The steroid hormone progesterone, acting through its nuclear progesterone receptor (PR), has complex physiologic activities with different levels of hormones manifesting distinct and sometimes opposing phenotypic responses in target tissues. However, most of what is currently known about the transcriptional activity of PR comes from studies performed using progestins at levels that are in the high physiologic range ([≥]10nM), relevant only in the luteal phase of the reproductive cycle and pregnancy in humans. These studies do not consider the non-linearity of responses to progestins that exist in physiology and are not informative as to the mechanisms by which low levels of progestins, as occurs during menopause, exert their biological activities. Thus, we undertook to define the mechanisms which enable cells to recognize and respond to different levels of progestins. Using a PR expressing cell model of luminal breast cancer (T47D cells) we demonstrated that low concentration progestins (0.1-0.3nM) drive proliferation while high dose progestins ([≥]10nM) inhibit proliferation.
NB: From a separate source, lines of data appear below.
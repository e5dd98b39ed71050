use std::io;
use std::path::PathBuf;

use thiserror::Error;

#[derive(Debug, Error)]
pub enum GameError {
    #[error("failed to load asset '{}': {source}", path.display())]
    AssetLoad {
        path: PathBuf,
        #[source]
        source: io::Error,
    },

    #[error("asset '{}' contains no frames", path.display())]
    EmptySheet { path: PathBuf },

    #[error("animation needs at least one frame, got {frame_count}")]
    InvalidAnimation { frame_count: u32 },

    #[error("i/o error: {0}")]
    Io(#[from] io::Error),
}
use std::path::PathBuf;
use std::time::Duration;

use clap::Parser;
use log::LevelFilter;

use crate::constants::{DEBUG_SCREEN_HEIGHT, DEBUG_SCREEN_WIDTH, DEFAULT_FPS};

/// Terminal Asteroids.
#[derive(Debug, Parser)]
#[command(name = "asteroid-field", version)]
pub struct Cli {
    /// Run headless: scripted input, frames dumped to the log.
    #[arg(long)]
    pub debug: bool,

    /// Screen width in cells for debug runs.
    #[arg(long, default_value_t = DEBUG_SCREEN_WIDTH)]
    pub width: u16,

    /// Screen height in cells for debug runs.
    #[arg(long, default_value_t = DEBUG_SCREEN_HEIGHT)]
    pub height: u16,

    /// Stop after this many frames.
    #[arg(long)]
    pub frames: Option<u64>,

    /// Seed for the random generator. Picked at random when absent.
    #[arg(long)]
    pub seed: Option<u64>,

    /// Directory holding the sprite sheets.
    #[arg(long, default_value = "assets")]
    pub assets: PathBuf,

    #[arg(long, default_value = "asteroid-field.log")]
    pub log_file: PathBuf,

    #[arg(long, default_value_t = LevelFilter::Info, value_parser = parse_level)]
    pub log_level: LevelFilter,

    /// Frame rate cap.
    #[arg(long, default_value_t = DEFAULT_FPS, value_parser = clap::value_parser!(u32).range(1..=240))]
    pub fps: u32,
}

fn parse_level(value: &str) -> Result<LevelFilter, String> {
    value.parse().map_err(|_| format!("unknown log level '{value}'"))
}

#[derive(Clone, Debug)]
pub struct GameConfig {
    pub debug: bool,
    pub debug_screen: (u16, u16),
    pub max_frames: Option<u64>,
    pub seed: u64,
    pub asset_dir: PathBuf,
    pub log_file: PathBuf,
    pub log_level: LevelFilter,
    pub fps: u32,
}

impl GameConfig {
    pub fn from_cli(cli: Cli) -> Self {
        GameConfig {
            debug: cli.debug,
            debug_screen: (cli.width.max(1), cli.height.max(1)),
            max_frames: cli.frames,
            seed: cli.seed.unwrap_or_else(rand::random),
            asset_dir: cli.assets,
            log_file: cli.log_file,
            log_level: cli.log_level,
            fps: cli.fps,
        }
    }

    pub fn frame_duration(&self) -> Duration {
        Duration::from_secs(1) / self.fps
    }
}
use std::fs;
use std::path::{Path, PathBuf};

use log::{debug, error, info};

use crate::error::GameError;
use crate::types::FrameRect;

#[derive(Clone, Copy, Debug, PartialEq, Eq, Hash)]
pub enum Sheet {
    Spaceship,
    Rock,
    RockSmall,
    Fire,
    Explosion,
    ShipExplosion,
    HealthPoints,
    Smoke,
}

impl Sheet {
    pub const ALL: [Sheet; 8] = [
        Sheet::Spaceship,
        Sheet::Rock,
        Sheet::RockSmall,
        Sheet::Fire,
        Sheet::Explosion,
        Sheet::ShipExplosion,
        Sheet::HealthPoints,
        Sheet::Smoke,
    ];

    pub fn file_name(self) -> &'static str {
        match self {
            Sheet::Spaceship => "spaceship.txt",
            Sheet::Rock => "rock.txt",
            Sheet::RockSmall => "rock_small.txt",
            Sheet::Fire => "fire_blue.txt",
            Sheet::Explosion => "explosion_c.txt",
            Sheet::ShipExplosion => "explosion_b.txt",
            Sheet::HealthPoints => "health_points.txt",
            Sheet::Smoke => "smoke.txt",
        }
    }

    pub fn cell_size(self) -> (u32, u32) {
        match self {
            Sheet::Spaceship => (40, 40),
            Sheet::Rock | Sheet::RockSmall => (64, 64),
            Sheet::Fire => (32, 64),
            Sheet::Explosion => (256, 256),
            Sheet::ShipExplosion => (192, 192),
            Sheet::HealthPoints => (225, 225),
            Sheet::Smoke => (32, 32),
        }
    }

    fn index(self) -> usize {
        self as usize
    }
}

#[derive(Clone, Debug)]
pub struct Atlas {
    pub path: PathBuf,
    rows: Vec<Vec<char>>,
    cell_width: u32,
    cell_height: u32,
}

impl Atlas {
    pub fn parse(path: PathBuf, text: &str, cell_size: (u32, u32)) -> Result<Self, GameError> {
        let rows: Vec<Vec<char>> = text
            .lines()
            .map(|line| line.trim_end_matches('\r').chars().collect::<Vec<char>>())
            .filter(|row| !row.is_empty())
            .collect();
        if rows.is_empty() {
            return Err(GameError::EmptySheet { path });
        }
        let (cell_width, cell_height) = cell_size;
        Ok(Atlas { path, rows, cell_width, cell_height })
    }

    // Glyph for an atlas cell; blank when the rectangle falls outside the sheet.
    pub fn glyph(&self, rect: FrameRect) -> char {
        let row = (rect.y / self.cell_height) as usize;
        let col = (rect.x / self.cell_width) as usize;
        self.rows.get(row).and_then(|r| r.get(col)).copied().unwrap_or(' ')
    }

    pub fn frame_count(&self) -> usize {
        self.rows.iter().map(Vec::len).sum()
    }
}

pub struct AssetCatalog {
    atlases: Vec<Atlas>,
}

impl AssetCatalog {
    pub fn load(dir: &Path) -> Result<Self, GameError> {
        let mut atlases = Vec::with_capacity(Sheet::ALL.len());
        for sheet in Sheet::ALL {
            let path = dir.join(sheet.file_name());
            let text = fs::read_to_string(&path).map_err(|source| {
                error!("Failed to load asset {}: {}", path.display(), source);
                GameError::AssetLoad { path: path.clone(), source }
            })?;
            let atlas = Atlas::parse(path, &text, sheet.cell_size())?;
            debug!("Loaded {:?} from {} ({} frames)", sheet, atlas.path.display(), atlas.frame_count());
            atlases.push(atlas);
        }
        info!("Loaded {} sprite sheets from {}", atlases.len(), dir.display());
        Ok(AssetCatalog { atlases })
    }

    #[cfg(test)]
    pub fn from_sources(sources: [&str; 8]) -> Result<Self, GameError> {
        let mut atlases = Vec::with_capacity(sources.len());
        for (sheet, text) in Sheet::ALL.into_iter().zip(sources) {
            atlases.push(Atlas::parse(PathBuf::from(sheet.file_name()), text, sheet.cell_size())?);
        }
        Ok(AssetCatalog { atlases })
    }

    pub fn atlas(&self, sheet: Sheet) -> &Atlas {
        &self.atlases[sheet.index()]
    }

    pub fn glyph(&self, sheet: Sheet, rect: FrameRect) -> char {
        self.atlas(sheet).glyph(rect)
    }
}
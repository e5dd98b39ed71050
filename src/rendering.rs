use std::io::{self, Write};

use crossterm::{cursor::MoveTo, execute};
use log::info;

use crate::assets::AssetCatalog;
use crate::entities::{Category, Entity};
use crate::types::Vector2D;
use crate::world::World;

// --- ScreenBuffer for simulated rendering ---
pub struct ScreenBuffer {
    pub buffer: Vec<Vec<char>>,
    pub width: u16,
    pub height: u16,
    pub cursor_x: u16,
    pub cursor_y: u16,
}

impl ScreenBuffer {
    pub fn new(width: u16, height: u16) -> Self {
        ScreenBuffer {
            buffer: vec![vec![' '; width as usize]; height as usize],
            width,
            height,
            cursor_x: 0,
            cursor_y: 0,
        }
    }

    pub fn move_to(&mut self, x: u16, y: u16) {
        self.cursor_x = x;
        self.cursor_y = y;
    }

    pub fn write_str(&mut self, s: &str) {
        for c in s.chars() {
            if self.cursor_y < self.height && self.cursor_x < self.width {
                self.buffer[self.cursor_y as usize][self.cursor_x as usize] = c;
            }
            self.cursor_x = self.cursor_x.saturating_add(1);
        }
    }

    #[cfg(test)]
    pub fn row(&self, y: u16) -> String {
        self.buffer[y as usize].iter().collect()
    }

    pub fn print_to_log(&self) {
        info!("--- Screen Buffer ---");
        for row in &self.buffer {
            info!("{}", row.iter().collect::<String>());
        }
        info!("---------------------");
    }
}

impl Write for ScreenBuffer {
    fn write(&mut self, buf: &[u8]) -> io::Result<usize> {
        let s = String::from_utf8_lossy(buf);
        self.write_str(&s);
        Ok(buf.len())
    }

    fn flush(&mut self) -> io::Result<()> {
        Ok(())
    }
}

// --- OutputTarget enum to handle stdout or ScreenBuffer ---
pub enum OutputTarget {
    Stdout(io::Stdout),
    ScreenBuffer(ScreenBuffer),
}

impl OutputTarget {
    pub fn execute_move_to(&mut self, command: MoveTo) -> io::Result<()> {
        match self {
            OutputTarget::Stdout(s) => execute!(s, command),
            OutputTarget::ScreenBuffer(sb) => {
                sb.move_to(command.0, command.1);
                Ok(())
            }
        }
    }

    pub fn log_screen(&self) {
        if let OutputTarget::ScreenBuffer(sb) = self {
            sb.print_to_log();
        }
    }
}

impl Write for OutputTarget {
    fn write(&mut self, buf: &[u8]) -> io::Result<usize> {
        match self {
            OutputTarget::Stdout(s) => s.write(buf),
            OutputTarget::ScreenBuffer(sb) => sb.write(buf),
        }
    }

    fn flush(&mut self) -> io::Result<()> {
        match self {
            OutputTarget::Stdout(s) => s.flush(),
            OutputTarget::ScreenBuffer(sb) => sb.flush(),
        }
    }
}

// --- GameGrid: one frame of glyphs, projected from world space ---
pub struct GameGrid {
    pub grid: Vec<Vec<char>>,
    pub width: u16,
    pub height: u16,
}

impl GameGrid {
    pub fn new(width: u16, height: u16) -> Self {
        GameGrid {
            grid: vec![vec![' '; width as usize]; height as usize],
            width,
            height,
        }
    }

    pub fn set_char(&mut self, x: u16, y: u16, c: char) {
        if y < self.height && x < self.width {
            self.grid[y as usize][x as usize] = c;
        }
    }

    pub fn put_str(&mut self, x: u16, y: u16, s: &str) {
        for (i, c) in s.chars().enumerate() {
            self.set_char(x.saturating_add(i as u16), y, c);
        }
    }

    pub fn put_centered(&mut self, y: u16, s: &str) {
        let x = (self.width / 2).saturating_sub(s.chars().count() as u16 / 2);
        self.put_str(x, y, s);
    }

    pub fn clear(&mut self) {
        for row in &mut self.grid {
            row.fill(' ');
        }
    }

    #[cfg(test)]
    pub fn row(&self, y: u16) -> String {
        self.grid[y as usize].iter().collect()
    }

    pub fn render(&self, stdout: &mut OutputTarget) -> io::Result<()> {
        for y in 0..self.height {
            stdout.execute_move_to(MoveTo(0, y))?;
            write!(stdout, "{}", self.grid[y as usize].iter().collect::<String>())?;
        }
        stdout.flush()
    }

    pub fn clear_screen_manual(&self, stdout: &mut OutputTarget) -> io::Result<()> {
        for y in 0..self.height {
            stdout.execute_move_to(MoveTo(0, y))?;
            write!(stdout, "{}", " ".repeat(self.width as usize))?;
        }
        stdout.execute_move_to(MoveTo(0, 0))?;
        stdout.flush()
    }
}

pub fn project(position: Vector2D, world_width: f64, world_height: f64, cols: u16, rows: u16) -> (u16, u16) {
    let col = (position.x / world_width * f64::from(cols)).floor();
    let row = (position.y / world_height * f64::from(rows)).floor();
    let clamp = |v: f64, cells: u16| v.clamp(0.0, f64::from(cells.saturating_sub(1))) as u16;
    (clamp(col, cols), clamp(row, rows))
}

// Arrow glyph for a heading in degrees (screen space, y down).
pub fn heading_glyph(angle: f64) -> char {
    let octant = ((angle.rem_euclid(360.0) + 22.5) / 45.0).floor() as u32 % 8;
    match octant {
        0 => '>',
        1 => '\\',
        2 => 'v',
        3 => '/',
        4 => '<',
        5 => '\\',
        6 => '^',
        _ => '/',
    }
}

const DRAW_ORDER: [Category; 5] = [Category::None, Category::Explosion, Category::Asteroid, Category::Bullet, Category::Player];
const AIM_DISTANCE: f64 = 40.0;

pub fn draw_world(game_grid: &mut GameGrid, world: &World, catalog: &AssetCatalog) {
    for category in DRAW_ORDER {
        for (_, entity) in world.iter().filter(|(_, e)| e.is_alive() && e.category() == category) {
            draw_entity(game_grid, world, entity, catalog);
        }
    }
}

fn draw_entity(game_grid: &mut GameGrid, world: &World, entity: &Entity, catalog: &AssetCatalog) {
    let (cols, rows) = (game_grid.width, game_grid.height);
    let glyph = catalog.glyph(entity.animation.sheet(), entity.animation.current_frame());
    let (x, y) = project(entity.position, world.width, world.height, cols, rows);
    game_grid.set_char(x, y, glyph);

    if entity.category() == Category::Player {
        let aim = entity.position.add(Vector2D::from_heading(entity.angle).scale(AIM_DISTANCE));
        let (ax, ay) = project(aim, world.width, world.height, cols, rows);
        if (ax, ay) != (x, y) {
            game_grid.set_char(ax, ay, heading_glyph(entity.angle));
        }
    }
}

const CONTROLS_TEXT: [&str; 4] = [
    "Up Arrow   : Thrust",
    "Left/Right : Rotate",
    "Spacebar   : Fire",
    "q / Esc    : Quit",
];

pub fn draw_hud(game_grid: &mut GameGrid, score: u32, health: u32, pip: char) {
    game_grid.put_str(0, 0, &format!("Score: {}", score));

    for i in 0..health.min(u32::from(game_grid.width / 2)) {
        let x = game_grid.width.saturating_sub(2 * (i as u16 + 1));
        game_grid.set_char(x, 0, pip);
    }

    let start_y = game_grid.height.saturating_sub(CONTROLS_TEXT.len() as u16);
    for (i, line) in CONTROLS_TEXT.iter().enumerate() {
        game_grid.put_str(0, start_y.saturating_add(i as u16), line);
    }
}

pub fn draw_game_over(game_grid: &mut GameGrid, score: u32) {
    game_grid.clear();
    let mid = game_grid.height / 2;
    game_grid.put_centered(mid.saturating_sub(2), "GAME OVER!");
    game_grid.put_centered(mid, &format!("Final Score: {}", score));
    game_grid.put_centered(mid + 2, "Press any key to exit...");
}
Using both unbiased and targeted approaches, we found that low dose progestins facilitate cell cycle entry by enhanced expression of CCND1 and SGK1, which are both required to initiate a signaling cascade that leads to increased phospho-Rb and E2F1 transcriptional activity. CCND1 cooperates with CDK4/6 to phosphorylate Rb, while SGK1 phosphorylates p21, thereby excluding it from the nucleus and inhibiting its anti-proliferative function. Expression of CCND1 and SGK1 mRNAs are primary responses to low dose progestin treatment. However, these responses occur at very low levels of receptor occupancy and in the absence of receptor phosphorylation events that have been shown to be required for nuclear translocation and transcriptional activity. These findings challenge the assumption of linearity in response to progestin dose. Further, they suggest that concentrations of progestins found in post-menopausal women (0.1-0.3nM) have the potential to exert proliferative responses in PR expressing cancers.